Stella is asking the survivors if they knew her daughter, and everyone looks like “Huh? Daughter? What? No.” How is that possible if they were on a ship for five years? The ship wasn’t that big. Even if there were a thousand people aboard, in five years, you’d get to know everyone. Are they using suspended animation? Unlikely, since Stella didn’t recognize Lilly, her daughter, because she’d grown so much. Relativistic time dilation? Again, unlikely. Just wonky writing, I guess.

What’s Julius’ game?

Holy crap! I just looked him up, and the guy who plays “Julius” is, in fact, an American actor and professional Jamie Bamber impersonator (He does weddings and stuff). He has the fakest-sounding authentic accent I’ve ever heard. Shane Rimmer sounds more American than this guy. Wow.

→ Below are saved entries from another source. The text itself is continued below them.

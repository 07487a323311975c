//! Strata gRPC server.
//!
//! A standalone binary serving the engine over gRPC, backed by Postgres
//! when `--db` is given and by the in-memory store otherwise.

use std::net::SocketAddr;
use std::sync::Arc;

use tokio::signal;
use tonic::transport::Server;
use tracing::info;

use strata::engine::StrataEngine;
use strata::storage::{FactStore, MemoryStore, PgStore};
use strata::transport::StrataServiceImpl;

/// Server configuration
struct Config {
    /// Address to bind to
    addr: SocketAddr,
    /// Postgres connection string; in-memory store when absent
    db: Option<String>,
}

impl Default for Config {
    fn default() -> Self {
        Self {
            addr: "127.0.0.1:50051".parse().expect("static default address"),
            db: None,
        }
    }
}

fn parse_args() -> Config {
    let args: Vec<String> = std::env::args().collect();
    let mut config = Config::default();

    let mut i = 1;
    while i < args.len() {
        match args[i].as_str() {
            "--listen" | "-l" => {
                if i + 1 < args.len() {
                    config.addr = args[i + 1].parse().unwrap_or_else(|_| {
                        eprintln!("error: invalid listen address: {}", args[i + 1]);
                        std::process::exit(1);
                    });
                    i += 2;
                } else {
                    eprintln!("error: --listen requires a value");
                    std::process::exit(1);
                }
            }
            "--db" | "-d" => {
                if i + 1 < args.len() {
                    config.db = Some(args[i + 1].clone());
                    i += 2;
                } else {
                    eprintln!("error: --db requires a value");
                    std::process::exit(1);
                }
            }
            "--help" | "-h" => {
                println!("strata-server - Strata gRPC server");
                println!();
                println!("USAGE:");
                println!("    strata-server [OPTIONS]");
                println!();
                println!("OPTIONS:");
                println!("    -l, --listen <ADDR>   Address to listen on [default: 127.0.0.1:50051]");
                println!("    -d, --db <URL>        Postgres connection string [default: in-memory]");
                println!("    -h, --help            Print help information");
                std::process::exit(0);
            }
            arg => {
                eprintln!("error: unknown argument: {arg}");
                std::process::exit(1);
            }
        }
    }

    config
}

#[tokio::main]
async fn main() -> Result<(), Box<dyn std::error::Error>> {
    tracing_subscriber::fmt()
        .with_env_filter(
            tracing_subscriber::EnvFilter::try_from_default_env()
                .unwrap_or_else(|_| tracing_subscriber::EnvFilter::new("info")),
        )
        .init();

    let config = parse_args();
    println!("strata-server v{}", env!("CARGO_PKG_VERSION"));

    let store: Arc<dyn FactStore> = match &config.db {
        Some(url) => {
            info!("connecting to postgres backend");
            Arc::new(PgStore::connect(url).await?)
        }
        None => {
            info!("using in-memory backend (facts will not survive restart)");
            Arc::new(MemoryStore::new())
        }
    };

    let engine = Arc::new(StrataEngine::new(store));
    let svc = StrataServiceImpl::new(engine).into_server();

    info!(addr = %config.addr, "listening");
    Server::builder()
        .add_service(svc)
        .serve_with_shutdown(config.addr, async {
            let _ = signal::ctrl_c().await;
        })
        .await?;

    info!("shut down");
    Ok(())
}
//! In-memory storage backend.
//!
//! The reference implementation of [`FactStore`]: a schema map plus one
//! ordered fact set per predicate behind a single `RwLock`. Queries run a
//! nested-loop join over partial contexts; `Forall` variables are matched
//! as scalars and aggregated by grouping afterwards.

use std::collections::{BTreeMap, BTreeSet, HashMap};
use std::sync::RwLock;

use async_trait::async_trait;

use crate::error::{StorageError, StrataError, StrataResult};
use crate::fact::{Context, Fact, FactTemplate, QueryScope, TemplateArg};
use crate::schema::SchemaMap;
use crate::storage::traits::FactStore;
use crate::value::{Value, ValueType};

fn lock_err(context: &'static str) -> StrataError {
    StorageError::Backend(format!("poisoned lock: {context}")).into()
}

#[derive(Debug, Default)]
struct MemoryState {
    schema: SchemaMap,
    facts: HashMap<String, BTreeSet<Vec<Value>>>,
}

/// Thread-safe in-memory fact store.
#[derive(Debug, Default)]
pub struct MemoryStore {
    state: RwLock<MemoryState>,
}

impl MemoryStore {
    /// Creates a new empty store.
    #[must_use]
    pub fn new() -> Self {
        Self::default()
    }

    /// Number of stored facts across all predicates. Test/diagnostic aid.
    pub fn fact_count(&self) -> StrataResult<usize> {
        let state = self.state.read().map_err(|_| lock_err("fact_count"))?;
        Ok(state.facts.values().map(BTreeSet::len).sum())
    }
}

/// Attempts to extend `row` so that `args` matches `fact_args`.
///
/// `Bound` and `Forall` positions both unify as scalars here; `Forall`
/// aggregation happens after the join. Returns the extended row, or `None`
/// if any position fails to match.
fn match_premise(
    args: &[TemplateArg],
    fact_args: &[Value],
    row: &[Option<Value>],
) -> Option<Vec<Option<Value>>> {
    let mut extended = row.to_vec();
    for (arg, fv) in args.iter().zip(fact_args) {
        match arg {
            TemplateArg::Exact(v) => {
                if v != fv {
                    return None;
                }
            }
            TemplateArg::Unbound => {}
            TemplateArg::Bound(k) | TemplateArg::Forall(k) => match &extended[*k] {
                Some(bound) => {
                    if bound != fv {
                        return None;
                    }
                }
                None => extended[*k] = Some(fv.clone()),
            },
        }
    }
    Some(extended)
}

/// True when some `Exact` position cannot possibly match the registered
/// type; such a premise yields zero matches without scanning.
fn exact_contradicts_schema(args: &[TemplateArg], signature: &[ValueType]) -> bool {
    args.iter()
        .zip(signature)
        .any(|(arg, ty)| matches!(arg, TemplateArg::Exact(v) if !ty.check(v)))
}

/// Groups fully-bound rows by their non-`Forall` slots and binds each
/// `Forall` slot to the ascending list of distinct values it takes across
/// the group.
fn aggregate_forall(rows: BTreeSet<Context>, scope: &QueryScope) -> BTreeSet<Context> {
    let scalar_slots: Vec<usize> = (0..scope.var_count)
        .filter(|k| !scope.forall.contains(k))
        .collect();

    let mut groups: BTreeMap<Vec<Value>, BTreeMap<usize, BTreeSet<Value>>> = BTreeMap::new();
    for row in rows {
        let key: Vec<Value> = scalar_slots.iter().map(|&k| row[k].clone()).collect();
        let entry = groups.entry(key).or_default();
        for &k in &scope.forall {
            entry.entry(k).or_default().insert(row[k].clone());
        }
    }

    let mut out = BTreeSet::new();
    for (key, aggregated) in groups {
        let mut ctx: Context = vec![Value::List(Vec::new()); scope.var_count];
        for (slot, value) in scalar_slots.iter().zip(key) {
            ctx[*slot] = value;
        }
        for (k, values) in aggregated {
            ctx[k] = Value::List(values.into_iter().collect());
        }
        out.insert(ctx);
    }
    out
}

#[async_trait]
impl FactStore for MemoryStore {
    async fn add_type(&self, name: &str, signature: &[ValueType]) -> StrataResult<bool> {
        let mut state = self.state.write().map_err(|_| lock_err("add_type"))?;
        Ok(state.schema.register(name, signature).is_valid())
    }

    async fn set_facts(&self, facts: &[Fact]) -> StrataResult<BTreeSet<String>> {
        let mut state = self.state.write().map_err(|_| lock_err("set_facts"))?;

        // Whole-batch validation up front: one bad fact rejects everything.
        for fact in facts {
            state.schema.check_fact(fact)?;
        }

        let mut changed = BTreeSet::new();
        for fact in facts {
            let inserted = state
                .facts
                .entry(fact.name.clone())
                .or_default()
                .insert(fact.args.clone());
            if inserted {
                changed.insert(fact.name.clone());
            }
        }
        Ok(changed)
    }

    async fn get_facts(&self, premises: &[FactTemplate]) -> StrataResult<Vec<Context>> {
        let scope = QueryScope::of(premises)?;
        let state = self.state.read().map_err(|_| lock_err("get_facts"))?;

        // Join premises left to right, carrying partially bound contexts.
        let mut rows: BTreeSet<Vec<Option<Value>>> = BTreeSet::new();
        rows.insert(vec![None; scope.var_count]);

        for premise in premises {
            let Some(signature) = state.schema.signature(&premise.name) else {
                return Ok(Vec::new());
            };
            if signature.len() != premise.args.len()
                || exact_contradicts_schema(&premise.args, signature)
            {
                return Ok(Vec::new());
            }
            let Some(facts) = state.facts.get(&premise.name) else {
                return Ok(Vec::new());
            };

            let mut next = BTreeSet::new();
            for row in &rows {
                for fact_args in facts {
                    if let Some(extended) = match_premise(&premise.args, fact_args, row) {
                        next.insert(extended);
                    }
                }
            }
            rows = next;
            if rows.is_empty() {
                return Ok(Vec::new());
            }
        }

        // Every variable id is referenced by some premise (scope is dense),
        // so surviving rows are fully bound.
        let mut full = BTreeSet::new();
        for row in rows {
            let ctx: Context = row
                .into_iter()
                .map(|slot| {
                    slot.ok_or_else(|| {
                        StrataError::internal("join left a variable unbound")
                    })
                })
                .collect::<StrataResult<_>>()?;
            full.insert(ctx);
        }

        let result = if scope.forall.is_empty() {
            full
        } else {
            aggregate_forall(full, &scope)
        };
        Ok(result.into_iter().collect())
    }
}
//! gRPC transport layer.
//!
//! Tagged unions (values, templates, facts) cross the wire as serde-JSON
//! bytes inside the proto envelope; the proto layer carries framing,
//! scalar results, and call correlation for the analyzer stream.
//!
//! The `Analyzer` RPC is a bidirectional stream: the client's first message
//! registers the analyzer, after which the server pushes one
//! `AnalyzeRequest` per new premise binding and the client answers each by
//! `call_id`. The server never closes its side; the call hangs for the
//! life of the process, which is the registration contract.

use std::collections::HashMap;
use std::sync::atomic::{AtomicBool, AtomicU64, Ordering};
use std::sync::{Arc, Mutex};

use async_trait::async_trait;
use serde::{Deserialize, Serialize};
use tokio::sync::{mpsc, oneshot};
use tokio_stream::wrappers::ReceiverStream;
use tonic::{Request, Response, Status, Streaming};
use tracing::{debug, warn};

use crate::analyzer::Analysis;
use crate::engine::StrataEngine;
use crate::error::{AnalysisError, StorageError, StrataError};
use crate::fact::{Context, Fact, FactTemplate};
use crate::value::ValueType;

pub mod proto {
    #![allow(missing_docs)]
    tonic::include_proto!("strata");
}

use proto::strata_service_server::{StrataService, StrataServiceServer};

// ----------------------------------------------------------------------------
// Limits (DoS protection)
// ----------------------------------------------------------------------------

/// Maximum size of any inbound JSON payload.
const MAX_REQUEST_JSON_BYTES: usize = 4 * 1024 * 1024; // 4 MiB

/// Maximum size of a serialized context list.
const MAX_RESPONSE_JSON_BYTES: usize = 16 * 1024 * 1024; // 16 MiB

/// Buffered analyze requests per analyzer stream before dispatch blocks.
const ANALYZE_STREAM_CAPACITY: usize = 128;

Again, I can’t help thinking how much better this show would’ve been if the planet *hadn’t* been habitable.

Uhm, yeah, that’s all I’ve got. It’s not a bad show, but there’s little here to keep people interested, apart from Fleur/Amy Manson

But she feels kinda’ wasted. Better than the material.


Tricky question. You’ve got a government that kills people by mistake and on little provocation, which on the one hand justifies our occasional right wing paranoia, but on the other hand it just angers us, you know? And of course introducing a religious character (Albeit a new agey one) and immediately making him out to be a lying evil manipulative bastard is going to annoy most of us, since we tend to be a fairly religious people. On the other hand, if you’re a conservative Scot, you’ll probably love it since it shows that Scottish people survive, and are highly regarded as cops. Woo-hoo!